La Cour du Québec
Secret commercial sur l'eau: le Québec doit agir
La Cour du Québec a rendu sa décision dans le dossier de l’accès à l’information sur les volumes d’eau prélevés par chaque compagnie d’embouteillage.
La Cour du Québec a rendu sa décision dans le dossier de l’accès à l’information sur les volumes d’eau prélevés par chaque compagnie d’embouteillage.
Malheureusement, la Cour donne raison à l’interprétation des embouteilleurs et confirme que le secret commercial protège ces renseignements demandés par les avocats partenaires du Centre québécois du droit de l’environnement et Eau Secours le 1er mars dernier.
« Ce dénouement du processus judiciaire n’est pas celui que nous souhaitions. Les quantités d’eau prélevées demeurent secrètes, à moins que l’État ne décide de modifier le cadre juridique afin de les rendre publiques. », explique Me Marc Bishai, avocat partenaire du CQDE.
Rappelons qu’au Québec, la gestion durable de l’eau repose sur une approche intégrée et participative qui ne peut être mise en œuvre de manière efficace sans l’accès du public à ces données importantes. Dans ce contexte, le public est empêché de connaître notamment les effets cumulatifs de ces prélèvements sur la ressource.

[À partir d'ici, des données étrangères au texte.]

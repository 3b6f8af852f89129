use http::Method;
use regex::Regex;
use tracing::warn;
use url::Url;

use super::{CorsConfig, CorsConfigError, CorsMiddleware, OriginValidation};

pub(crate) const DEFAULT_ALLOWED_HEADERS: &[&str] = &[
    "Content-Type",
    "Authorization",
    "X-Requested-With",
    "Accept",
    "Origin",
    "Access-Control-Request-Method",
    "Access-Control-Request-Headers",
];

/// Builder for creating `CorsMiddleware` with a fluent API
///
/// # Example
///
/// ```rust
/// use tollgate::middleware::CorsMiddlewareBuilder;
/// use http::Method;
///
/// let cors = CorsMiddlewareBuilder::new()
///     .allowed_origins(&["https://example.com", "https://api.example.com"])
///     .allowed_methods(&[Method::GET, Method::POST, Method::PUT])
///     .allowed_headers(&["Content-Type", "Authorization", "X-Custom-Header"])
///     .allow_credentials(true)
///     .expose_headers(&["X-Total-Count"])
///     .max_age(3600)
///     .build()
///     .expect("Invalid CORS configuration");
/// ```
pub struct CorsMiddlewareBuilder {
    allowed_origins: Vec<String>,
    origin_patterns: Vec<String>,
    allowed_headers: Vec<String>,
    allowed_methods: Vec<Method>,
    allow_credentials: bool,
    expose_headers: Vec<String>,
    max_age: Option<u32>,
}

impl CorsMiddlewareBuilder {
    /// Create a new builder
    ///
    /// Default configuration:
    /// - No origins allowed (empty list)
    /// - Methods: `GET, POST, PUT, DELETE, OPTIONS, PATCH`
    /// - Headers: `Content-Type, Authorization, X-Requested-With, Accept, Origin` and the two
    ///   `Access-Control-Request-*` headers
    /// - Exposed headers: `Content-Length, Content-Range`
    /// - Max age: 24 hours
    /// - Credentials: `false`
    #[must_use]
    pub fn new() -> Self {
        Self {
            allowed_origins: vec![],
            origin_patterns: vec![],
            allowed_headers: DEFAULT_ALLOWED_HEADERS
                .iter()
                .map(|h| (*h).to_string())
                .collect(),
            allowed_methods: vec![
                Method::GET,
                Method::POST,
                Method::PUT,
                Method::DELETE,
                Method::OPTIONS,
                Method::PATCH,
            ],
            allow_credentials: false,
            expose_headers: vec!["Content-Length".into(), "Content-Range".into()],
            max_age: Some(86_400),
        }
    }

    /// Start from a deserialized policy. Unparsable method names are skipped with a warning.
    #[must_use]
    pub fn from_config(config: &CorsConfig) -> Self {
        let allowed_methods = config
            .allowed_methods
            .iter()
            .filter_map(|m| match m.to_ascii_uppercase().parse::<Method>() {
                Ok(method) => Some(method),
                Err(_) => {
                    warn!(method = %m, "Ignoring invalid CORS method");
                    None
                }
            })
            .collect();
        Self {
            allowed_origins: config.allowed_origins.clone(),
            origin_patterns: config.allowed_origin_patterns.clone(),
            allowed_headers: config.allowed_headers.clone(),
            allowed_methods,
            allow_credentials: config.allow_credentials,
            expose_headers: config.exposed_headers.clone(),
            max_age: (config.max_age_secs > 0).then_some(config.max_age_secs),
        }
    }

    /// Set allowed origins
    ///
    /// Use `&["*"]` to allow all origins; cannot be combined with `allow_credentials(true)`.
    #[must_use]
    pub fn allowed_origins(mut self, origins: &[&str]) -> Self {
        self.allowed_origins = origins.iter().map(|s| (*s).to_string()).collect();
        self
    }

    /// Allow origins matching any of these regular expressions
    /// (e.g. `r"^https://.*\.example\.com$"`).
    #[must_use]
    pub fn allowed_origin_patterns(mut self, patterns: &[&str]) -> Self {
        self.origin_patterns = patterns.iter().map(|s| (*s).to_string()).collect();
        self
    }

    #[must_use]
    pub fn allowed_methods(mut self, methods: &[Method]) -> Self {
        self.allowed_methods = methods.to_vec();
        self
    }

    #[must_use]
    pub fn allowed_headers(mut self, headers: &[&str]) -> Self {
        self.allowed_headers = headers.iter().map(|s| (*s).to_string()).collect();
        self
    }

    /// When enabled, sets `Access-Control-Allow-Credentials: true` header.
    #[must_use]
    pub fn allow_credentials(mut self, allow: bool) -> Self {
        self.allow_credentials = allow;
        self
    }

    /// Set headers to expose to JavaScript
    #[must_use]
    pub fn expose_headers(mut self, headers: &[&str]) -> Self {
        self.expose_headers = headers.iter().map(|s| (*s).to_string()).collect();
        self
    }

    /// Set preflight cache duration in seconds
    #[must_use]
    pub fn max_age(mut self, seconds: u32) -> Self {
        self.max_age = Some(seconds);
        self
    }

    /// Omit `Access-Control-Max-Age`
    #[must_use]
    pub fn no_max_age(mut self) -> Self {
        self.max_age = None;
        self
    }

    /// Build the CORS middleware
    ///
    /// # Errors
    ///
    /// - `WildcardWithCredentials` if credentials are enabled with origin `*`
    /// - `EmptyOriginsWithCredentials` if credentials are enabled without any origin
    /// - `InvalidOriginFormat` for an origin that is not a bare `scheme://host[:port]`
    /// - `InvalidOriginPattern` for a pattern that does not compile
    pub fn build(self) -> Result<CorsMiddleware, CorsConfigError> {
        let wildcard = self.allowed_origins.iter().any(|o| o == "*");

        if self.allow_credentials && wildcard {
            return Err(CorsConfigError::WildcardWithCredentials);
        }
        if self.allow_credentials
            && self.allowed_origins.is_empty()
            && self.origin_patterns.is_empty()
        {
            return Err(CorsConfigError::EmptyOriginsWithCredentials);
        }

        let mut rules = Vec::new();
        if wildcard {
            rules.push(OriginValidation::Wildcard);
        } else if !self.allowed_origins.is_empty() {
            if let Some(bad) = self.allowed_origins.iter().find(|o| !is_valid_origin(o)) {
                return Err(CorsConfigError::InvalidOriginFormat {
                    origin: bad.clone(),
                });
            }
            rules.push(OriginValidation::Exact(self.allowed_origins));
        }

        if !self.origin_patterns.is_empty() {
            let patterns = self
                .origin_patterns
                .iter()
                .map(|p| {
                    Regex::new(p).map_err(|e| CorsConfigError::InvalidOriginPattern {
                        pattern: p.clone(),
                        message: e.to_string(),
                    })
                })
                .collect::<Result<Vec<_>, _>>()?;
            rules.push(OriginValidation::Regex(patterns));
        }

        Ok(CorsMiddleware {
            origin_rules: rules,
            allowed_headers: self.allowed_headers,
            allowed_methods: self.allowed_methods,
            allow_credentials: self.allow_credentials,
            expose_headers: self.expose_headers,
            max_age: self.max_age,
        })
    }
}

impl Default for CorsMiddlewareBuilder {
    fn default() -> Self {
        Self::new()
    }
}

/// An origin exactly as a browser sends it in the `Origin` header.
///
/// The value must parse as a URL with a host and serialize back unchanged as its origin, so
/// userinfo, paths (even a bare `/`), queries, fragments and default ports never pass.
fn is_valid_origin(origin: &str) -> bool {
    let Ok(url) = Url::parse(origin) else {
        return false;
    };
    let host_ok = url.host_str().is_some_and(|h| !h.is_empty());
    host_ok
        && url.username().is_empty()
        && url.password().is_none()
        && url.path() == "/"
        && url.query().is_none()
        && url.fragment().is_none()
        && url.origin().ascii_serialization() == origin
}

Les deux organismes lancent aujourd’hui une action de mobilisation, « Levons le secret sur l’eau », par laquelle le public a une opportunité de se faire entendre et demander à l’État de modifier le cadre juridique afin que les quantités d’eau prélevées aient un caractère public.
« Sans une telle modification, le Québec priorise les intérêts commerciaux privés au détriment du droit du public de s’informer des impacts sur l’eau et de l’état de cette richesse collective. Ce secret ne devrait plus durer. C’est pourquoi nous invitons les citoyen·nes à se joindre à nous pour exiger que les données sur l’eau soient enfin considérées comme publiques. », affirme Rébecca Pétrin, directrice générale d’Eau Secours.
« Nous espérons que le public saura faire entendre raison à l’État afin que soit respecté l’esprit de la Loi affirmant le caractère collectif des ressources en eau et favorisant une meilleure gouvernance de l’eau et des milieux associés (Loi sur l’eau) qui affirme, comme son titre l’indique, le caractère collectif des ressources en eau et réaffirme que celles-ci font partie du “patrimoine commun de la nation québécoise.”, conclut Sophie-Anne Legendre, directrice générale par intérim du CQDE.